* PROBLEM DETAILS
Transcribe the records below exactly, from their first line through the line containing "use axum::body::Body;". Omit every line after it.

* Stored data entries

● ● ● ● ● ● ●

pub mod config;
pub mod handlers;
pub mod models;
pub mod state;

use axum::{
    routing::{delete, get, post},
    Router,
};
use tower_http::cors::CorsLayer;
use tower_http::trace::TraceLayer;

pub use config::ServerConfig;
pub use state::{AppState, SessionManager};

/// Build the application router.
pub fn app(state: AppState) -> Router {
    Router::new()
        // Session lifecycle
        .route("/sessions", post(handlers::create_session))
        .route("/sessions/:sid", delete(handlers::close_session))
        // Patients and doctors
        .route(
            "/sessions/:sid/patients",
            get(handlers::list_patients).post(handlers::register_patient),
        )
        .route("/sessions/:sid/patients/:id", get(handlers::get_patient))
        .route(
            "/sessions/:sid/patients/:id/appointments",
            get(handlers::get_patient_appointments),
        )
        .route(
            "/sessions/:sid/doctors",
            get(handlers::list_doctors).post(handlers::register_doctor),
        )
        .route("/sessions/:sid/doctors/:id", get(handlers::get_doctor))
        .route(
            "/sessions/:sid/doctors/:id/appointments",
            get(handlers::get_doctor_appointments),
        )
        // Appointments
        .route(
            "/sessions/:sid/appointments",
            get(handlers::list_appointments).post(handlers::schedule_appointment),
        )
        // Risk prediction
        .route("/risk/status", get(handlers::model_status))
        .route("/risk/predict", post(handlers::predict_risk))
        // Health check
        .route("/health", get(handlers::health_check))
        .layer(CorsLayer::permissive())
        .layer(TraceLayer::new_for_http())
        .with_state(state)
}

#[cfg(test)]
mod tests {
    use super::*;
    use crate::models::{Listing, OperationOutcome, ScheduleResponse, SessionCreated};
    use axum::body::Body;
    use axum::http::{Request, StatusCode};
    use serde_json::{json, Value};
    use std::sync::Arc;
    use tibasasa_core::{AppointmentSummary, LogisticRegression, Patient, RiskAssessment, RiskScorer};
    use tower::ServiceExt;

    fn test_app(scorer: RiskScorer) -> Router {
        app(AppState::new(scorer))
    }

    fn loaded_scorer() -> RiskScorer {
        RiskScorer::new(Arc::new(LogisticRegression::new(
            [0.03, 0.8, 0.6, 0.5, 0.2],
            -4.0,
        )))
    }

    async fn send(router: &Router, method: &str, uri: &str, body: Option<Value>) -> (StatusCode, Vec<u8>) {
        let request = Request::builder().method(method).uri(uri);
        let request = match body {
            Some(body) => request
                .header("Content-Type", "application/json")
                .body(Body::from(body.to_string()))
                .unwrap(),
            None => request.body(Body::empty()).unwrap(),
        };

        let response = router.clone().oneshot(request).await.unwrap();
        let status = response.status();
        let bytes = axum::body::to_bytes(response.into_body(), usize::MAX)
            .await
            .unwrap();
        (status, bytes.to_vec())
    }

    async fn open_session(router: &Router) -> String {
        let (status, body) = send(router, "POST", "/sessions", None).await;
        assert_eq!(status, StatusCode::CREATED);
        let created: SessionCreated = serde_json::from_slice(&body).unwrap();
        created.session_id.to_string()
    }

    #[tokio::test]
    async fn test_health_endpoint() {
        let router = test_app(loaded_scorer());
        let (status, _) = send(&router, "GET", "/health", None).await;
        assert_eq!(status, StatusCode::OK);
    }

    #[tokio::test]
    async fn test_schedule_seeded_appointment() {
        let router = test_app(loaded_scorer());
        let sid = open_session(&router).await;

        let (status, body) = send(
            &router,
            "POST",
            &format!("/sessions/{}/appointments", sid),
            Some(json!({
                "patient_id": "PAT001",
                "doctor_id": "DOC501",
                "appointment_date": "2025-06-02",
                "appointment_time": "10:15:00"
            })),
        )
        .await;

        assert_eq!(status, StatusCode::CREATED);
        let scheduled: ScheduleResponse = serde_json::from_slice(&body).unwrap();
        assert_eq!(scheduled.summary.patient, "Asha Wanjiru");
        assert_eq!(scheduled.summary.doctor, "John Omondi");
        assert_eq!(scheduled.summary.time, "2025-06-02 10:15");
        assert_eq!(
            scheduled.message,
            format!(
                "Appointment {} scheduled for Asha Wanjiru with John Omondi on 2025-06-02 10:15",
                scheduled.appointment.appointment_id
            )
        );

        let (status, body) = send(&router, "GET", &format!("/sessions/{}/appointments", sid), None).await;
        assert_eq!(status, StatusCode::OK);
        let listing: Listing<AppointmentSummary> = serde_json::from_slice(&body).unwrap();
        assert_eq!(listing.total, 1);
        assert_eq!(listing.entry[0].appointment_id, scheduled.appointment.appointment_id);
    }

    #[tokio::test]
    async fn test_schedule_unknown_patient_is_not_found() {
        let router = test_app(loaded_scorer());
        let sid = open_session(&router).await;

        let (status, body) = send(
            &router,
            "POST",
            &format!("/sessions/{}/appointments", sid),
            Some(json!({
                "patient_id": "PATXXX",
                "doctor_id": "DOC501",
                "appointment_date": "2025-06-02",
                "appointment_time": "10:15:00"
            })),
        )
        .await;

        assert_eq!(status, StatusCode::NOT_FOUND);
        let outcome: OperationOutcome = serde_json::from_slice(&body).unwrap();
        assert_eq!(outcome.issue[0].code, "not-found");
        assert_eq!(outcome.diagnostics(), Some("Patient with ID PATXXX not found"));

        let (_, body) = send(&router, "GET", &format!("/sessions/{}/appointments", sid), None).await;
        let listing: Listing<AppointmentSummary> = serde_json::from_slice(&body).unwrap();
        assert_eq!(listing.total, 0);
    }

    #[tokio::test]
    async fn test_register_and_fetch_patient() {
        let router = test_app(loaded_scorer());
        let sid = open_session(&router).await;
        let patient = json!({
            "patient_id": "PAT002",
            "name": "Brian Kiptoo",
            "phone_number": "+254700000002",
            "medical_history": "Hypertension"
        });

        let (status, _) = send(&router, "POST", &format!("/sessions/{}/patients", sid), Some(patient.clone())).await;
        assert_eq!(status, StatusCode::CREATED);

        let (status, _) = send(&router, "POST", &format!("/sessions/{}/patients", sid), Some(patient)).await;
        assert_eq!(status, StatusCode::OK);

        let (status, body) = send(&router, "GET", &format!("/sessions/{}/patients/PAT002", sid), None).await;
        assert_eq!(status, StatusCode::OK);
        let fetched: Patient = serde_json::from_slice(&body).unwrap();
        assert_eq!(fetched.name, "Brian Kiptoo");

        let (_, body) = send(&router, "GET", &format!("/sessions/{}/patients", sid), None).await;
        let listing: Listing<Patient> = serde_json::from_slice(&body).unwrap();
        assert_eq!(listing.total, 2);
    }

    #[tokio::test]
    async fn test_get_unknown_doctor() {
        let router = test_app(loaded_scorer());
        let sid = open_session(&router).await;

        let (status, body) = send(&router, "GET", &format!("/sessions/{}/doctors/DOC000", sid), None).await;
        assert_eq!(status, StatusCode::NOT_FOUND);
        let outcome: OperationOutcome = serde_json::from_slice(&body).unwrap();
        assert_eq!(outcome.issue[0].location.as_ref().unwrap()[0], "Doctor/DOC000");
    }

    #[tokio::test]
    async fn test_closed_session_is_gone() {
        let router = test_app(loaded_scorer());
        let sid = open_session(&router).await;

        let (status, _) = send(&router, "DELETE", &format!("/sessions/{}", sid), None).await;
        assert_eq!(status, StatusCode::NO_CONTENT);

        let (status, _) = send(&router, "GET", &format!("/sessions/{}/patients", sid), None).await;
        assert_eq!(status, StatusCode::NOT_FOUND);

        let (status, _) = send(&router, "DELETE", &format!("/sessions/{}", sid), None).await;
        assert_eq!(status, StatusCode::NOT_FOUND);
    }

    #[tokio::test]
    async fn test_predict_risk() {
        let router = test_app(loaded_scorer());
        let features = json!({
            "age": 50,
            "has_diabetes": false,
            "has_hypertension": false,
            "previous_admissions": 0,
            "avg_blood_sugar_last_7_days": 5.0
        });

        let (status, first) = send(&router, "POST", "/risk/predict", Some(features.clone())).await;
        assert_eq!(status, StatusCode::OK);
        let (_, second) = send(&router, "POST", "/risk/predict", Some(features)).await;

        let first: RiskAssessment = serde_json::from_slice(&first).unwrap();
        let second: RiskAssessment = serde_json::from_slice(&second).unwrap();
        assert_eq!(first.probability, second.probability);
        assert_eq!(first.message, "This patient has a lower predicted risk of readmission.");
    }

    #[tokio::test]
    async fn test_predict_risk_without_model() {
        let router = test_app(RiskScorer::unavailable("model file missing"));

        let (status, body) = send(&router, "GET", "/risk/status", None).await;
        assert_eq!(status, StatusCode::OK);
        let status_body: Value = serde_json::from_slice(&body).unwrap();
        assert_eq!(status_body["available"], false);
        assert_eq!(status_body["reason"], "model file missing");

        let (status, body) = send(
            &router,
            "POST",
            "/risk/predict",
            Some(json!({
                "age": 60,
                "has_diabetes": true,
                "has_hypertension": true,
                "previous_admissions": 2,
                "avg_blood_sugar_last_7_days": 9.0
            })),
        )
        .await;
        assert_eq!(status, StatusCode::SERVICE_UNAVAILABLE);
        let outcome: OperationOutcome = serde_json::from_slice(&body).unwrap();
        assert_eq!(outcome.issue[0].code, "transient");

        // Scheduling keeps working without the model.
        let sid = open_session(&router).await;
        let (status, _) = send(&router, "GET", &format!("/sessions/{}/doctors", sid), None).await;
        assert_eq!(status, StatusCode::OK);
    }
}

● ● ● ● ● ● ●

* RESPONSE BELOW
pub mod config;
pub mod handlers;
pub mod models;
pub mod state;

use axum::{
    routing::{delete, get, post},
    Router,
};
use tower_http::cors::CorsLayer;
use tower_http::trace::TraceLayer;

pub use config::ServerConfig;
pub use state::{AppState, SessionManager};

/// Build the application router.
pub fn app(state: AppState) -> Router {
    Router::new()
        // Session lifecycle
        .route("/sessions", post(handlers::create_session))
        .route("/sessions/:sid", delete(handlers::close_session))
        // Patients and doctors
        .route(
            "/sessions/:sid/patients",
            get(handlers::list_patients).post(handlers::register_patient),
        )
        .route("/sessions/:sid/patients/:id", get(handlers::get_patient))
        .route(
            "/sessions/:sid/patients/:id/appointments",
            get(handlers::get_patient_appointments),
        )
        .route(
            "/sessions/:sid/doctors",
            get(handlers::list_doctors).post(handlers::register_doctor),
        )
        .route("/sessions/:sid/doctors/:id", get(handlers::get_doctor))
        .route(
            "/sessions/:sid/doctors/:id/appointments",
            get(handlers::get_doctor_appointments),
        )
        // Appointments
        .route(
            "/sessions/:sid/appointments",
            get(handlers::list_appointments).post(handlers::schedule_appointment),
        )
        // Risk prediction
        .route("/risk/status", get(handlers::model_status))
        .route("/risk/predict", post(handlers::predict_risk))
        // Health check
        .route("/health", get(handlers::health_check))
        .layer(CorsLayer::permissive())
        .layer(TraceLayer::new_for_http())
        .with_state(state)
}

#[cfg(test)]
mod tests {
    use super::*;
    use crate::models::{Listing, OperationOutcome, ScheduleResponse, SessionCreated};
    use axum::body::Body;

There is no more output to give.